2. Notice to show cause of the petition was issued on 22 nd July, 2008.
Since then the matter is being adjourned either for the reason of the
petitioner having not taken any steps for service of the respondent employer
or for the reason of the process sent to the respondent employer at the
address given by the petitioner workman being returned with the
endorsement that no such firm exists at the said address. The counsel for the
petitioner workman has now filed CM No.6651/2011 for service of the
respondent employer by substituted means. However since the matter is still
at show cause stage, it has been deemed expedient to hear the counsel for the
petitioner workman on whether the award calls for any interference in
exercise of power of judicial review.
3. The respondent employer contested the claim of the petitioner before
the Industrial Adjudicator pleading closure with effect form 1 st January,
2002 and also pleading that the petitioner herself, after remaining on
maternity leave, had expressed inability to continue in employment and had
tendered her resignation on 14th August, 1993.
4. The petitioner of course in her rejoinder before the Industrial
Adjudicator denied any resignation.
5. The Industrial Adjudicator has found that the respondent employer
had proved the resignation letter of the petitioner as Ext. WW1/M1 and on
which the petitioner admitted her signature. It was further found that the
petitioner did not explain the circumstances in which her admitted signatures
existed on the said resignation letter. The Industrial Adjudicator, in the face
of the said admission and circumstantial evidence of the petitioner workman
prior thereto being on maternity leave believed the version of the respondent
employer of the petitioner having herself resigned from employment.
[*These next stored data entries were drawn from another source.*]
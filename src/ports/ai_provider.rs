//! AI Provider Port - Interface for LLM provider integrations.
//!
//! This port abstracts every call to the hosted model, so the council client
//! can build prompts and parse replies without knowing the wire protocol.
//!
//! # Design
//!
//! - One non-streaming completion call per request
//! - Provider-agnostic message format with an optional JSON response mode
//! - Per-request model override (the debate and the tools use different models)
//! - Error types for common failure modes (rate limits, filtering, timeouts)

use async_trait::async_trait;
use serde::{Deserialize, Serialize};

/// Port for AI/LLM provider interactions.
#[async_trait]
pub trait AIProvider: Send + Sync {
    /// Generate a single completion.
    async fn complete(&self, request: CompletionRequest) -> Result<CompletionResponse, AIError>;

    /// Estimate token count for text.
    fn estimate_tokens(&self, text: &str) -> u32;

    /// Get provider information (name, default model).
    fn provider_info(&self) -> ProviderInfo;
}

/// Request for AI completion.
#[derive(Debug, Clone)]
pub struct CompletionRequest {
    /// Conversation messages (history + current user message).
    pub messages: Vec<Message>,
    /// System instruction to guide model behavior.
    pub system_prompt: Option<String>,
    /// Model to use instead of the provider's default.
    pub model: Option<String>,
    /// Whether the reply must be a JSON document.
    pub response_format: ResponseFormat,
    /// Maximum tokens to generate.
    pub max_tokens: Option<u32>,
    /// Temperature for response randomness.
    pub temperature: Option<f32>,
    /// Request metadata for tracing.
    pub metadata: RequestMetadata,
}

impl CompletionRequest {
    /// Creates a new completion request with required metadata.
    pub fn new(metadata: RequestMetadata) -> Self {
        Self {
            messages: Vec::new(),
            system_prompt: None,
            model: None,
            response_format: ResponseFormat::Text,
            max_tokens: None,
            temperature: None,
            metadata,
        }
    }

    /// Adds a message to the conversation.
    pub fn with_message(mut self, role: MessageRole, content: impl Into<String>) -> Self {
        self.messages.push(Message::new(role, content));
        self
    }

    /// Sets the system prompt.
    pub fn with_system_prompt(mut self, prompt: impl Into<String>) -> Self {
        self.system_prompt = Some(prompt.into());
        self
    }

    /// Overrides the provider's default model.
    pub fn with_model(mut self, model: impl Into<String>) -> Self {
        self.model = Some(model.into());
        self
    }

    /// Asks the provider to return a JSON document.
    pub fn with_json_response(mut self) -> Self {
        self.response_format = ResponseFormat::Json;
        self
    }

    pub fn with_temperature(mut self, temp: f32) -> Self {
        self.temperature = Some(temp);
        self
    }
}

/// Expected shape of the reply text.
#[derive(Debug, Clone, Copy, Default, PartialEq, Eq)]
pub enum ResponseFormat {
    #[default]
    Text,
    Json,
}

/// A message in the conversation.
#[derive(Debug, Clone, PartialEq, Eq, Serialize, Deserialize)]
pub struct Message {
    pub role: MessageRole,
    pub content: String,
}

impl Message {
    pub fn new(role: MessageRole, content: impl Into<String>) -> Self {
        Self {
            role,
            content: content.into(),
        }
    }
}

/// Role of the message sender.
#[derive(Debug, Clone, Copy, PartialEq, Eq, Hash, Serialize, Deserialize)]
#[serde(rename_all = "lowercase")]
pub enum MessageRole {
    User,
    Assistant,
}

/// Request metadata for tracing.
#[derive(Debug, Clone)]
pub struct RequestMetadata {
    /// Which council operation issued the request.
    pub operation: &'static str,
    /// Trace ID for log correlation.
    pub trace_id: String,
}

impl RequestMetadata {
    pub fn new(operation: &'static str, trace_id: impl Into<String>) -> Self {
        Self {
            operation,
            trace_id: trace_id.into(),
        }
    }
}

/// Response from AI completion.
#[derive(Debug, Clone)]
pub struct CompletionResponse {
    /// Generated content. May be empty.
    pub content: String,
    pub usage: TokenUsage,
    /// Model that generated the response.
    pub model: String,
    pub finish_reason: FinishReason,
}

/// Token usage reported by the provider.
#[derive(Debug, Clone, Default, PartialEq, Eq, Serialize, Deserialize)]
pub struct TokenUsage {
    pub prompt_tokens: u32,
    pub completion_tokens: u32,
    pub total_tokens: u32,
}

impl TokenUsage {
    pub fn new(prompt_tokens: u32, completion_tokens: u32) -> Self {
        Self {
            prompt_tokens,
            completion_tokens,
            total_tokens: prompt_tokens + completion_tokens,
        }
    }
}

/// Reason the model stopped generating.
#[derive(Debug, Clone, Copy, PartialEq, Eq, Hash, Serialize, Deserialize)]
#[serde(rename_all = "snake_case")]
pub enum FinishReason {
    /// Natural stop (end of response).
    Stop,
    /// Hit max_tokens limit.
    Length,
    /// Content was filtered for safety.
    ContentFilter,
    /// Anything else the provider reports.
    Other,
}

/// Provider information.
#[derive(Debug, Clone, Serialize, Deserialize)]
pub struct ProviderInfo {
    /// Provider name (e.g., "gemini", "mock").
    pub name: String,
    /// Default model identifier.
    pub model: String,
}

impl ProviderInfo {
    pub fn new(name: impl Into<String>, model: impl Into<String>) -> Self {
        Self {
            name: name.into(),
            model: model.into(),
        }
    }
}

/// AI provider errors.
#[derive(Debug, Clone, PartialEq, Eq, thiserror::Error)]
pub enum AIError {
    /// Rate limited by provider.
    #[error("rate limited: retry after {retry_after_secs}s")]
    RateLimited { retry_after_secs: u32 },

    /// Content was filtered for safety.
    #[error("content filtered: {reason}")]
    ContentFiltered { reason: String },

    /// Provider is unavailable.
    #[error("provider unavailable: {message}")]
    Unavailable { message: String },

    /// API key rejected or missing.
    #[error("authentication failed")]
    AuthenticationFailed,

    /// Network error during request.
    #[error("network error: {0}")]
    Network(String),

    /// Failed to parse provider response envelope.
    #[error("parse error: {0}")]
    Parse(String),

    /// The provider rejected the request as malformed.
    #[error("invalid request: {0}")]
    InvalidRequest(String),

    /// Request timed out.
    #[error("request timed out after {timeout_secs}s")]
    Timeout { timeout_secs: u32 },
}

impl AIError {
    pub fn rate_limited(retry_after_secs: u32) -> Self {
        Self::RateLimited { retry_after_secs }
    }

    pub fn content_filtered(reason: impl Into<String>) -> Self {
        Self::ContentFiltered {
            reason: reason.into(),
        }
    }

    pub fn unavailable(message: impl Into<String>) -> Self {
        Self::Unavailable {
            message: message.into(),
        }
    }

    pub fn network(message: impl Into<String>) -> Self {
        Self::Network(message.into())
    }

    pub fn parse(message: impl Into<String>) -> Self {
        Self::Parse(message.into())
    }

    /// Returns true if this error is retryable.
    pub fn is_retryable(&self) -> bool {
        matches!(
            self,
            AIError::RateLimited { .. }
                | AIError::Unavailable { .. }
                | AIError::Network(_)
                | AIError::Timeout { .. }
        )
    }
}

#[cfg(test)]
mod tests {
    use super::*;

    #[test]
    fn completion_request_builder_works() {
        let request = CompletionRequest::new(RequestMetadata::new("debate", "trace-123"))
            .with_message(MessageRole::User, "Hello")
            .with_system_prompt("Be helpful")
            .with_model("gemini-3-pro-preview")
            .with_json_response()
            .with_temperature(0.7);

        assert_eq!(request.messages.len(), 1);
        assert_eq!(request.messages[0].role, MessageRole::User);
        assert_eq!(request.system_prompt.as_deref(), Some("Be helpful"));
        assert_eq!(request.model.as_deref(), Some("gemini-3-pro-preview"));
        assert_eq!(request.response_format, ResponseFormat::Json);
        assert_eq!(request.temperature, Some(0.7));
        assert_eq!(request.metadata.operation, "debate");
    }

    #[test]
    fn token_usage_calculates_total() {
        let usage = TokenUsage::new(100, 50);
        assert_eq!(usage.total_tokens, 150);
    }

    #[test]
    fn retryable_errors() {
        assert!(AIError::rate_limited(30).is_retryable());
        assert!(AIError::network("reset").is_retryable());
        assert!(AIError::Timeout { timeout_secs: 120 }.is_retryable());
        assert!(!AIError::AuthenticationFailed.is_retryable());
        assert!(!AIError::content_filtered("SAFETY").is_retryable());
        assert!(!AIError::parse("bad").is_retryable());
    }
}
6. The counsel for the petitioner has today upon being asked as to how
the signatures existed on the resignation letter, contended that the said
signatures were obtained at the time of joining employment only. He is
however unable to show that any such plea was taken before the Industrial
Adjudicator. If that had been the case of the petitioner, the petitioner ought
to have in the rejoinder taken the said stand and/or during her cross-
examination/evidence explained the signature. The explanation rendered
before this Court orally cannot make this Court review the award against
which no appeal has been provided.
7. Even otherwise, the finding as aforesaid is a finding of fact and is
found to be a plausible view on the basis of the material/evidence before the
Industrial Adjudicator and it cannot be said that the award is perverse or that
the said factual finding is based on no evidence whatsoever.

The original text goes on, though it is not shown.